Pakistan's directorate for Inter-Services Intelligence, usually called the ISI, is accused of many vices.
Critics say it runs "a state within a state", subverts elected governments, supports the Taleban and is even involved in drug smuggling.
Pakistan's government denies the allegations.
Like many other military intelligence organisations, the shadowy ISI zealously guards its secrets and evidence against it is sketchy.
However, the agency is a central organ of Pakistan's military machine which has played a major - often dominant - role in the country's often turbulent politics.
The ISI was established in 1948 - as Pakistan engaged India in the first war over Kashmir - to be the top body co-ordinating the intelligence functions of its army, air force and navy.
The ISI co-ordinated the action of several hundred thousand [anti-Soviet] fighters in great secrecy
In the 1950s, when Pakistan joined anti-communist alliances, its military services and the ISI received considerable Western support in training and equipment.
The ISI's attention was focused on India, considered Pakistan's arch-enemy.
But when Ayub Khan, the army commander-in-chief, mounted the first successful coup in 1958, the ISI's domestic political activities expanded.
As a new state bringing together diverse ethnic groups within what some described as contrived borders, Pakistan faced separatist challenges - among Pashtuns, Balochis, Sindhis and Bengalis.
Much of the country's early history was shaped by politicians seeking regional autonomy and the central civilian and military bureaucracies trying to consolidate national unity.
The ISI not only mounted surveillance on parties and politicians, it often infiltrated, co-opted, cajoled or coerced them into supporting the army's centralising agenda.
Defeat and disgrace
The army ran the country from 1958 to 1971, when East Pakistan broke away with Indian and Soviet help to become Bangladesh.
Gen Zia ul-Haq helped the US against the Soviets in Afghanistan
The ISI and the Pakistani military were thoroughly discredited and marginalised after the war.
But they gained fresh purpose in 1972 when Zulfiqar Ali Bhutto, the new civilian leader, launched a clandestine project to build nuclear weapons.

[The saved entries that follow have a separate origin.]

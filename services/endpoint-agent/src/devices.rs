//! Interface and route programming.
//!
//! The device backend abstracts the kernel calls an endpoint actor makes:
//! - Per-interface sysctls (proxy ARP / proxy NDP)
//! - Host routes for the endpoint's addresses
//! - ARP entry resets when the workload MAC changes
//! - Interface presence and admin-up queries
//!
//! Every call may fail. Callers treat a failure as "not in sync" and retry on
//! the next batch; nothing here is fatal.

use std::collections::BTreeSet;
use std::net::{IpAddr, Ipv6Addr};
use std::path::Path;
use std::process::Command;
use std::sync::Mutex;

use thiserror::Error;
use tracing::{debug, info};

use crate::model::IpFamily;

/// Errors from device operations.
#[derive(Debug, Error)]
pub enum SystemCallError {
    #[error("`{command}` failed (exit code {code:?}): {stderr}")]
    Failed {
        command: String,
        code: Option<i32>,
        stderr: String,
    },

    #[error("invalid argument: {0}")]
    InvalidArgument(String),

    #[error("command execution failed: {0}")]
    Io(#[from] std::io::Error),
}

/// Kernel interface/route operations used by endpoint actors.
pub trait DeviceBackend: Send + Sync {
    /// Prepare an interface for IPv4 workloads (proxy ARP, local routing).
    fn configure_interface_v4(&self, name: &str) -> Result<(), SystemCallError>;

    /// Prepare an interface for IPv6 workloads, answering NDP for the gateway.
    fn configure_interface_v6(
        &self,
        name: &str,
        gateway: Option<Ipv6Addr>,
    ) -> Result<(), SystemCallError>;

    /// Make the routes via `name` exactly `ips`.
    ///
    /// `mac` may only be `None` when `ips` is empty. With `reset_arp`, static
    /// ARP entries are rewritten even for routes that already exist.
    fn set_routes(
        &self,
        family: IpFamily,
        ips: &BTreeSet<IpAddr>,
        name: &str,
        mac: Option<&str>,
        reset_arp: bool,
    ) -> Result<(), SystemCallError>;

    /// Whether the interface is administratively up.
    fn interface_up(&self, name: &str) -> Result<bool, SystemCallError>;

    /// Whether the interface exists.
    fn interface_exists(&self, name: &str) -> Result<bool, SystemCallError>;
}

// =============================================================================
// Linux implementation
// =============================================================================

const IFF_UP: u32 = 0x1;

/// Device backend that shells out to `ip`/`arp` and writes `/proc/sys`.
#[derive(Debug, Default)]
pub struct LinuxDevices;

impl LinuxDevices {
    pub fn new() -> Self {
        Self
    }

    fn list_routes(
        &self,
        family: IpFamily,
        name: &str,
    ) -> Result<BTreeSet<IpAddr>, SystemCallError> {
        let output = run("ip", &[family_flag(family), "route", "list", "dev", name])?;
        Ok(parse_route_list(&output))
    }
}

impl DeviceBackend for LinuxDevices {
    fn configure_interface_v4(&self, name: &str) -> Result<(), SystemCallError> {
        write_sysctl(&format!("/proc/sys/net/ipv4/conf/{}/route_localnet", name), "1")?;
        write_sysctl(&format!("/proc/sys/net/ipv4/conf/{}/proxy_arp", name), "1")?;
        write_sysctl(&format!("/proc/sys/net/ipv4/neigh/{}/proxy_delay", name), "0")?;
        debug!(iface = %name, "Configured interface for IPv4");
        Ok(())
    }

    fn configure_interface_v6(
        &self,
        name: &str,
        gateway: Option<Ipv6Addr>,
    ) -> Result<(), SystemCallError> {
        write_sysctl(&format!("/proc/sys/net/ipv6/conf/{}/proxy_ndp", name), "1")?;
        if let Some(gateway) = gateway {
            run(
                "ip",
                &["-6", "neigh", "replace", "proxy", &gateway.to_string(), "dev", name],
            )?;
        }
        debug!(iface = %name, gateway = ?gateway, "Configured interface for IPv6");
        Ok(())
    }

    fn set_routes(
        &self,
        family: IpFamily,
        ips: &BTreeSet<IpAddr>,
        name: &str,
        mac: Option<&str>,
        reset_arp: bool,
    ) -> Result<(), SystemCallError> {
        if !ips.is_empty() && mac.is_none() {
            return Err(SystemCallError::InvalidArgument(format!(
                "routes for {} need a MAC address",
                name
            )));
        }

        let current = self.list_routes(family, name)?;
        let flag = family_flag(family);

        for ip in ips.difference(&current) {
            let ip = ip.to_string();
            if let (IpFamily::V4, Some(mac)) = (family, mac) {
                run("arp", &["-s", &ip, mac, "-i", name])?;
            }
            run("ip", &[flag, "route", "replace", &ip, "dev", name])?;
        }

        for ip in current.difference(ips) {
            let ip = ip.to_string();
            run("ip", &[flag, "route", "del", &ip, "dev", name])?;
            if family == IpFamily::V4 {
                // Entry may already be gone.
                let _ = run("arp", &["-d", &ip, "-i", name]);
            }
        }

        if reset_arp && family == IpFamily::V4 {
            if let Some(mac) = mac {
                for ip in ips.intersection(&current) {
                    run("arp", &["-s", &ip.to_string(), mac, "-i", name])?;
                }
            }
        }

        info!(
            iface = %name,
            family = %family,
            routes = ips.len(),
            reset_arp,
            "Programmed routes"
        );
        Ok(())
    }

    fn interface_up(&self, name: &str) -> Result<bool, SystemCallError> {
        let flags = std::fs::read_to_string(format!("/sys/class/net/{}/flags", name))?;
        let flags = u32::from_str_radix(flags.trim().trim_start_matches("0x"), 16)
            .map_err(|e| SystemCallError::InvalidArgument(format!("flags for {}: {}", name, e)))?;
        Ok(flags & IFF_UP != 0)
    }

    fn interface_exists(&self, name: &str) -> Result<bool, SystemCallError> {
        Ok(Path::new(&format!("/sys/class/net/{}", name)).exists())
    }
}

fn family_flag(family: IpFamily) -> &'static str {
    match family {
        IpFamily::V4 => "-4",
        IpFamily::V6 => "-6",
    }
}

/// Extract host-route destinations from `ip route list dev X` output.
fn parse_route_list(output: &str) -> BTreeSet<IpAddr> {
    output
        .lines()
        .filter_map(|line| line.split_whitespace().next())
        .filter_map(|dest| dest.parse::<IpAddr>().ok())
        .collect()
}

fn write_sysctl(path: &str, value: &str) -> Result<(), SystemCallError> {
    std::fs::write(path, value)?;
    Ok(())
}

/// Run a command and return its stdout.
fn run(program: &str, args: &[&str]) -> Result<String, SystemCallError> {
    let output = Command::new(program).args(args).output()?;

    if !output.status.success() {
        return Err(SystemCallError::Failed {
            command: format!("{} {}", program, args.join(" ")),
            code: output.status.code(),
            stderr: String::from_utf8_lossy(&output.stderr).trim().to_string(),
        });
    }

    Ok(String::from_utf8_lossy(&output.stdout).into_owned())
}

// =============================================================================
// Mock implementation
// =============================================================================

/// A mutating call recorded by [`MockDevices`].
#[derive(Debug, Clone, PartialEq, Eq)]
pub enum DeviceCall {
    ConfigureV4 {
        name: String,
    },
    ConfigureV6 {
        name: String,
        gateway: Option<Ipv6Addr>,
    },
    SetRoutes {
        family: IpFamily,
        ips: BTreeSet<IpAddr>,
        name: String,
        mac: Option<String>,
        reset_arp: bool,
    },
}

#[derive(Debug, Default)]
struct MockDeviceState {
    calls: Vec<DeviceCall>,
    fail_configure: bool,
    fail_routes: bool,
    missing: BTreeSet<String>,
    down: BTreeSet<String>,
}

/// Recording device backend for tests and dry runs.
///
/// Interfaces exist and are up unless told otherwise.
#[derive(Debug, Default)]
pub struct MockDevices {
    state: Mutex<MockDeviceState>,
}

impl MockDevices {
    pub fn new() -> Self {
        Self::default()
    }

    fn lock(&self) -> std::sync::MutexGuard<'_, MockDeviceState> {
        self.state.lock().unwrap_or_else(|e| e.into_inner())
    }

    /// Calls recorded so far.
    pub fn calls(&self) -> Vec<DeviceCall> {
        self.lock().calls.clone()
    }

    /// Return and clear recorded calls.
    pub fn take_calls(&self) -> Vec<DeviceCall> {
        std::mem::take(&mut self.lock().calls)
    }

    /// Make interface configuration fail.
    pub fn set_fail_configure(&self, fail: bool) {
        self.lock().fail_configure = fail;
    }

    /// Make route programming fail.
    pub fn set_fail_routes(&self, fail: bool) {
        self.lock().fail_routes = fail;
    }

    /// Control what `interface_exists` / `interface_up` report for `name`.
    pub fn set_interface(&self, name: &str, exists: bool, up: bool) {
        let mut state = self.lock();
        if exists {
            state.missing.remove(name);
        } else {
            state.missing.insert(name.to_string());
        }
        if up {
            state.down.remove(name);
        } else {
            state.down.insert(name.to_string());
        }
    }
}

fn injected(command: &str) -> SystemCallError {
    SystemCallError::Failed {
        command: command.to_string(),
        code: Some(1),
        stderr: "injected failure".to_string(),
    }
}

impl DeviceBackend for MockDevices {
    fn configure_interface_v4(&self, name: &str) -> Result<(), SystemCallError> {
        let mut state = self.lock();
        state.calls.push(DeviceCall::ConfigureV4 {
            name: name.to_string(),
        });
        if state.fail_configure {
            return Err(injected("configure_interface_v4"));
        }
        Ok(())
    }

    fn configure_interface_v6(
        &self,
        name: &str,
        gateway: Option<Ipv6Addr>,
    ) -> Result<(), SystemCallError> {
        let mut state = self.lock();
        state.calls.push(DeviceCall::ConfigureV6 {
            name: name.to_string(),
            gateway,
        });
        if state.fail_configure {
            return Err(injected("configure_interface_v6"));
        }
        Ok(())
    }

    fn set_routes(
        &self,
        family: IpFamily,
        ips: &BTreeSet<IpAddr>,
        name: &str,
        mac: Option<&str>,
        reset_arp: bool,
    ) -> Result<(), SystemCallError> {
        let mut state = self.lock();
        state.calls.push(DeviceCall::SetRoutes {
            family,
            ips: ips.clone(),
            name: name.to_string(),
            mac: mac.map(str::to_string),
            reset_arp,
        });
        if state.fail_routes {
            return Err(injected("set_routes"));
        }
        Ok(())
    }

    fn interface_up(&self, name: &str) -> Result<bool, SystemCallError> {
        let state = self.lock();
        Ok(!state.missing.contains(name) && !state.down.contains(name))
    }

    fn interface_exists(&self, name: &str) -> Result<bool, SystemCallError> {
        Ok(!self.lock().missing.contains(name))
    }
}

A year later military operations were launched against nationalist militants in Balochistan province.
These two events helped rehabilitate the ISI and the military.
After Bhutto was ousted by General Zia ul-Haq in 1977, the Balochistan operations were ended but the nuclear programme was expanded.

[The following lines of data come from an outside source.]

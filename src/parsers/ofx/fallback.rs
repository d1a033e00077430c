use std::sync::LazyLock;

use regex::Regex;

use super::dto::{RawFitId, RawTransaction};
use crate::normalize::NO_DESCRIPTION;

static BLOCK: LazyLock<Regex> =
    LazyLock::new(|| Regex::new(r"(?is)<STMTTRN>(.*?)</STMTTRN>").expect("block pattern"));
static TRN_TYPE: LazyLock<Regex> = LazyLock::new(|| field_pattern("TRNTYPE"));
static DT_POSTED: LazyLock<Regex> = LazyLock::new(|| field_pattern("DTPOSTED"));
static AMOUNT: LazyLock<Regex> = LazyLock::new(|| field_pattern("TRNAMT"));
static FITID: LazyLock<Regex> = LazyLock::new(|| field_pattern("FITID"));
static MEMO: LazyLock<Regex> = LazyLock::new(|| field_pattern("MEMO"));

fn field_pattern(name: &str) -> Regex {
    Regex::new(&format!(r"(?i)<{name}>\s*([^<]+)")).expect("field pattern")
}

fn field(pattern: &Regex, block: &str) -> Option<String> {
    pattern
        .captures(block)
        .map(|caps| caps[1].trim().to_string())
        .filter(|value| !value.is_empty())
}

/// Last-resort transaction discovery for documents whose overall structure
/// is broken but whose transaction blocks are still locatable as flat text.
///
/// Each block is matched independently; a block missing its amount, posted
/// date or FITID is not salvageable and gets dropped. `None` distinguishes
/// "nothing extractable" from a legitimately empty result.
pub fn extract_by_pattern(sanitized: &str) -> Option<Vec<RawTransaction>> {
    let mut found = Vec::new();

    for captures in BLOCK.captures_iter(sanitized) {
        let block = &captures[1];

        let (Some(amount), Some(dt_posted), Some(fitid)) = (
            field(&AMOUNT, block),
            field(&DT_POSTED, block),
            field(&FITID, block),
        ) else {
            continue;
        };

        found.push(RawTransaction {
            trn_type: field(&TRN_TYPE, block),
            dt_posted: Some(dt_posted),
            amount: Some(amount),
            fitid: Some(RawFitId::Scalar(fitid)),
            memo: Some(field(&MEMO, block).unwrap_or_else(|| NO_DESCRIPTION.to_string())),
        });
    }

    if found.is_empty() { None } else { Some(found) }
}
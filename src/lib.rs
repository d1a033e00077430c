//! Bank statement ingestion core for a personal finance tracker.
//!
//! Takes one uploaded OFX file end-to-end: sanitizes the raw payload, parses
//! the SGML-ish tag structure (with a pattern-matching fallback for broken
//! documents), normalizes dates and amounts into canonical transaction
//! records and persists the batch through an injected storage backend.
//!
//! ```rust,ignore
//! use ofx_ingest_rs::{StatementImporter, StatementUpload};
//!
//! let importer = StatementImporter::new(store);
//! let summary = importer.ingest(
//!     Some(StatementUpload { filename, bytes }),
//!     &user_id,
//! )?;
//! println!("imported {} transactions", summary.transactions_count);
//! ```
//!
//! Re-importing the same file is not deduplicated at this layer: each upload
//! creates its own statement and its own transaction rows, FITIDs included.

mod ingest;
mod manual;
mod normalize;
mod sanitize;
mod types;

pub mod errors;
pub mod parsers;
pub mod store;

pub use errors::{ImportError, ImportResult, ManualEntryError, RecordError};
pub use ingest::{StatementImporter, StatementUpload};
pub use manual::{DEFAULT_TAG_COLOR, ManualEntry, record_manual_transaction};
pub use normalize::{NO_DESCRIPTION, normalize};
pub use parsers::ofx::parse_statement_date;
pub use sanitize::sanitize;
pub use types::{
    BankStatement, CanonicalTransaction, ImportSummary, Tag, TransactionKind,
};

The Marxist revolution in Afghanistan in the same year threatened Pakistan by opening a second "strategic front" (the first being with India to the east).
The ISI was restored to its past eminence.
The Soviet invasion of Afghanistan in December 1979 transformed the regional setting.
President Carter and his national security adviser, Zbigniew Brzezinski, built a Western-Muslim coalition with Britain, France, West Germany, China, Egypt, Turkey, Saudi Arabia and the United Arab Emirates playing key roles.
Revolutionary Iran offered some aid to anti-Soviet guerrillas in western Afghanistan.
But all other foreign assistance to the mujahideen arrived via Pakistan, to be handled by the ISI whose Afghan Bureau co-ordinated all operational activities with the seven guerrilla militias.
This was done in such secrecy that the Pakistani military itself was kept in the dark.
Just to get a sense of the scale of the operation - the CIA provided enough arms to equip a 240,000-man army, and the Saudis matched US funding dollar for dollar.
Other countries provided arms and money and Muslim countries also encouraged volunteers to join the jihad or holy war.
Foreign money helped to establish hundreds of madrassas (religious schools) in Pakistan's cities and frontier areas.
Gen Musharraf denies the ISI is backing the Taleban
These turned out thousands of Taleban (students) who joined the mujahideen in the anti-Soviet campaign.
The ISI managed this operation, handling tens of thousands of tons of ordnance every year and co-ordinating the action of several hundred thousand fighters in great secrecy.
Eventually, in 1988, the Soviet Union agreed to withdraw its forces by 1989, and did so.
This was seen as a great victory for the mujahideen and their patrons in Pakistan and farther afield, and a trigger for the subsequent Soviet collapse.
This is why Pakistan's President Pervez Musharraf feels it necessary to defend the ISI.
He has pointed out that the West backed the mujahideen, which went on to engender groups like al-Qaeda and the Taleban in the post-Soviet violence which consumed Afghanistan and brought about the US-led "war on terror".
Following the attacks of 11 September, 2001, Gen Musharraf has sought to rid the military, including the ISI, of Islamists within its ranks - a hangover from the Zia era.
Elements in the military have been accused of complicity in failed attempts on his life.
Pakistani government and ISI support for militant groups who left Afghanistan to fight Indian rule in Kashmir has been the cause of much friction with India.
India has repeatedly accused Pakistan, and especially the ISI, of involvement in Kashmir and in attacks elsewhere in India.